The performances of individual callers and combined callers are summarized in Figure 2. Note that validation was done only for the mutations that were detected by at least one of the three callers, and therefore, the union of all mutations comprises all true positives and all false positives. The results of three individual callers are given at three points with different false positive rates, i.e., different stringency levels. Caller A is the most liberal in the sense that it detected many false positives (FP rate at 68%) but also detected most of the true positives (TP rate at 96%). Caller C has a very small FP rate (4%) but detected only 67% of the true positives. Caller B performs poorer than Caller C, since it detected not only more false positives but also less true positives. The performance of the caller taking unions or intersections of the calls is marked as another set of points, inside of the sub-panel on the lower right part of the main panel. The stringency levels of these callers are not necessarily ordered. For example, the set of mutations called by two or more callers (2orMore) is nested within any intersection of two callers (AB, AC, or BC), but no ordering exists among the latter three intersections. In contrast to this, the performance of the caller adding mutations sets cumulatively is shown as a connected set of blue dots because of the natural ordering determined based on the validation rates. In reality, the ordering may not be the same between the training set and the test set. When the validation rates are very similar among the mutation subsets or the number of mutations in each set is very small, sampling variation could easily result in a different ordering. In the training set, the validation rates of the mutation set called by A and C but not B, and the set called by A and B but not C, are 97.99% and 97.96%, respectively.

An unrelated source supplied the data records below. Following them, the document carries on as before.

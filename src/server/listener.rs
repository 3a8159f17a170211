//! Unix socket listener
//!
//! The accept loop runs on a dedicated runtime so the server keeps serving
//! while the caller's own runtime is blocked inside a test.

use std::io;
use std::path::{Path, PathBuf};
use std::sync::atomic::{AtomicU32, Ordering};
use std::sync::Arc;

use thiserror::Error;
use tokio::net::UnixListener;
use tokio::runtime::Runtime;
use tokio::sync::oneshot;
use tokio::task::JoinHandle;
use tracing::{error, info, warn};

use crate::executor::Engine;
use crate::server::handler::handle_connection;

const SERVER_WORKER_THREADS: usize = 2;

#[derive(Error, Debug)]
pub enum ServerError {
    #[error("IO error: {0}")]
    Io(#[from] io::Error),

    #[error("failed to bind {}: {source}", path.display())]
    Bind {
        path: PathBuf,
        #[source]
        source: io::Error,
    },

    #[error("failed to build server runtime: {0}")]
    Runtime(#[source] io::Error),

    #[error("accept loop exited before binding")]
    NotBound,
}

/// MySQL-protocol server on a Unix socket
pub struct MemDbServer {
    socket_path: PathBuf,
    engine: Arc<Engine>,
    next_conn_id: AtomicU32,
}

impl MemDbServer {
    pub fn new(socket_path: impl Into<PathBuf>, engine: Arc<Engine>) -> Self {
        Self {
            socket_path: socket_path.into(),
            engine,
            next_conn_id: AtomicU32::new(1),
        }
    }

    pub fn socket_path(&self) -> &Path {
        &self.socket_path
    }

    /// Bind, report the outcome on `bound`, then accept until `shutdown_rx`
    /// fires. The socket file is removed on exit.
    pub async fn run_with_shutdown(
        self,
        bound: oneshot::Sender<Result<(), ServerError>>,
        mut shutdown_rx: oneshot::Receiver<()>,
    ) {
        let listener = match UnixListener::bind(&self.socket_path) {
            Ok(listener) => listener,
            Err(source) => {
                let _ = bound.send(Err(ServerError::Bind {
                    path: self.socket_path.clone(),
                    source,
                }));
                return;
            }
        };
        let _ = bound.send(Ok(()));

        info!(socket = %self.socket_path.display(), "memdb server listening");

        loop {
            tokio::select! {
                result = listener.accept() => {
                    match result {
                        Ok((stream, _addr)) => {
                            let connection_id = self.next_conn_id.fetch_add(1, Ordering::Relaxed);
                            let engine = self.engine.clone();
                            tokio::spawn(handle_connection(stream, connection_id, engine));
                        }
                        Err(e) => {
                            error!(error = %e, "Accept failed, stopping server");
                            break;
                        }
                    }
                }
                _ = &mut shutdown_rx => {
                    info!("Shutdown signal received");
                    break;
                }
            }
        }

        drop(listener);
        remove_socket_file(&self.socket_path);
        info!(socket = %self.socket_path.display(), "memdb server stopped");
    }
}

/// A running server: its runtime, accept task and shutdown channel
pub struct ServerHandle {
    socket_path: PathBuf,
    shutdown_tx: Option<oneshot::Sender<()>>,
    task: Option<JoinHandle<()>>,
    runtime: Option<Runtime>,
}

impl ServerHandle {
    pub fn socket_path(&self) -> &Path {
        &self.socket_path
    }

    /// Whether the accept loop is still alive
    pub fn is_running(&self) -> bool {
        self.task.as_ref().is_some_and(|task| !task.is_finished())
    }

    /// End the accept loop but keep the runtime and handle, as a crashed
    /// loop would
    #[cfg(test)]
    pub(crate) async fn stop_accepting(&mut self) {
        if let Some(tx) = self.shutdown_tx.take() {
            let _ = tx.send(());
        }
        while self.is_running() {
            tokio::time::sleep(std::time::Duration::from_millis(5)).await;
        }
    }

    /// Stop accepting, wait for the accept loop to exit, then tear down the
    /// runtime together with every open session
    pub async fn shutdown(mut self) {
        if let Some(tx) = self.shutdown_tx.take() {
            let _ = tx.send(());
        }
        if let Some(task) = self.task.take() {
            if let Err(e) = task.await {
                warn!(error = %e, "Accept loop ended abnormally");
            }
        }
        if let Some(runtime) = self.runtime.take() {
            runtime.shutdown_background();
        }
    }
}

impl Drop for ServerHandle {
    fn drop(&mut self) {
        if let Some(tx) = self.shutdown_tx.take() {
            let _ = tx.send(());
        }
        if let Some(task) = self.task.take() {
            task.abort();
            remove_socket_file(&self.socket_path);
        }
        if let Some(runtime) = self.runtime.take() {
            runtime.shutdown_background();
        }
    }
}

/// Start serving `engine` on `socket_path`.
///
/// Returns once the socket is bound, so clients may connect immediately.
pub async fn start_server(
    socket_path: &Path,
    engine: Arc<Engine>,
) -> Result<ServerHandle, ServerError> {
    let runtime = tokio::runtime::Builder::new_multi_thread()
        .worker_threads(SERVER_WORKER_THREADS)
        .thread_name("memdb-server")
        .enable_all()
        .build()
        .map_err(ServerError::Runtime)?;

    let (bound_tx, bound_rx) = oneshot::channel();
    let (shutdown_tx, shutdown_rx) = oneshot::channel();

    let server = MemDbServer::new(socket_path, engine);
    let task = runtime.spawn(server.run_with_shutdown(bound_tx, shutdown_rx));

    let handle = ServerHandle {
        socket_path: socket_path.to_path_buf(),
        shutdown_tx: Some(shutdown_tx),
        task: Some(task),
        runtime: Some(runtime),
    };

    match bound_rx.await {
        Ok(Ok(())) => Ok(handle),
        Ok(Err(e)) => {
            handle.shutdown().await;
            Err(e)
        }
        Err(_) => {
            handle.shutdown().await;
            Err(ServerError::NotBound)
        }
    }
}

pub(crate) fn remove_socket_file(path: &Path) {
    match std::fs::remove_file(path) {
        Ok(()) => {}
        Err(e) if e.kind() == io::ErrorKind::NotFound => {}
        Err(e) => warn!(socket = %path.display(), error = %e, "Failed to remove socket file"),
    }
}

#[cfg(test)]
mod tests {
    use super::*;
    use crate::config::StoreOptions;
    use crate::executor::EngineOptions;
    use crate::storage::create_mock_store_and_domain;
    use std::time::Duration;

    fn engine(socket: &Path) -> Arc<Engine> {
        let (store, domain) =
            create_mock_store_and_domain(&StoreOptions::ephemeral(), Duration::from_millis(500))
                .unwrap();
        Arc::new(Engine::new(
            store,
            domain,
            EngineOptions {
                server_version: crate::config::SERVER_VERSION.to_string(),
                socket: socket.display().to_string(),
            },
        ))
    }

    #[tokio::test]
    async fn test_start_and_shutdown_removes_socket() {
        let dir = tempfile::tempdir().unwrap();
        let socket = dir.path().join("memdb.sock");

        let handle = start_server(&socket, engine(&socket)).await.unwrap();
        assert!(handle.is_running());
        assert!(socket.exists());

        handle.shutdown().await;
        assert!(!socket.exists());
    }

    #[tokio::test]
    async fn test_bind_failure_is_reported() {
        let dir = tempfile::tempdir().unwrap();
        let socket = dir.path().join("missing-dir").join("memdb.sock");

        let err = start_server(&socket, engine(&socket)).await.err().unwrap();
        assert!(matches!(err, ServerError::Bind { .. }));
    }

    #[tokio::test]
    async fn test_stopped_accept_loop_is_not_running() {
        let dir = tempfile::tempdir().unwrap();
        let socket = dir.path().join("memdb.sock");

        let mut handle = start_server(&socket, engine(&socket)).await.unwrap();
        handle.stop_accepting().await;
        assert!(!handle.is_running());
        assert!(!socket.exists());
        handle.shutdown().await;
    }

    #[tokio::test]
    async fn test_drop_stops_server() {
        let dir = tempfile::tempdir().unwrap();
        let socket = dir.path().join("memdb.sock");

        let handle = start_server(&socket, engine(&socket)).await.unwrap();
        drop(handle);
        assert!(!socket.exists());
    }
}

Overall, our combined caller obtained by fitting a logistic model outperforms the individual callers and other naive combinations. The ROC curve of this combined caller is above of all the points representing the performance of individual callers, although sometimes only slightly so. Further, the combined caller allows us to assess the performance across the full range of stringency levels.

Improving a single caller’s performance using details of its filters

For Caller B, mutation quality scores as well as the outcomes of individual filters were available for a broader set of somatic variants. (Note that for each caller, the detected mutations are the somatic variants that passed all the filters implemented by that caller.) In Figure 2, the performance of Caller B was shown as a single point. Here, we demonstrate how such extra details besides the call status can be used to improve the performance. Furthermore, to prove the validity of our approach in a wider dataset, we trained and tested on two different mutation datasets that were generated for the TCGA endometrial study using the same mutation calling algorithms, but constructed from different genomic regions as well as different tumor and normal samples. Specifically, we trained a model on the mutations from the 243 genes of interest from 174 patients (our second dataset described at the beginning of Section ‘Results’), then evaluated on the mutations from the whole exomes of the 20 patients (first dataset). A similar analysis was performed with the roles of the two datasets switched (Additional file 2: Figure S5).

Since a mutation quality score was available for Caller B, we first drew an ROC curve by sorting the calls that were detected by Caller B (Figure 3). As expected, the right most point in the ROC curve (besides the one at the FP rate of 1.0) corresponds to the point for which Caller B was previously evaluated. We then fitted a logistic model including the mutation quality score and the individual filter outcomes (indicator of pass/fail) from Caller B as explanatory variables. The estimated coefficients for the individual filters are summarized in Additional file 2: Table S2 (note that these coefficients were estimated from a set of ascertained sites for which each site was called by at least one of the three callers).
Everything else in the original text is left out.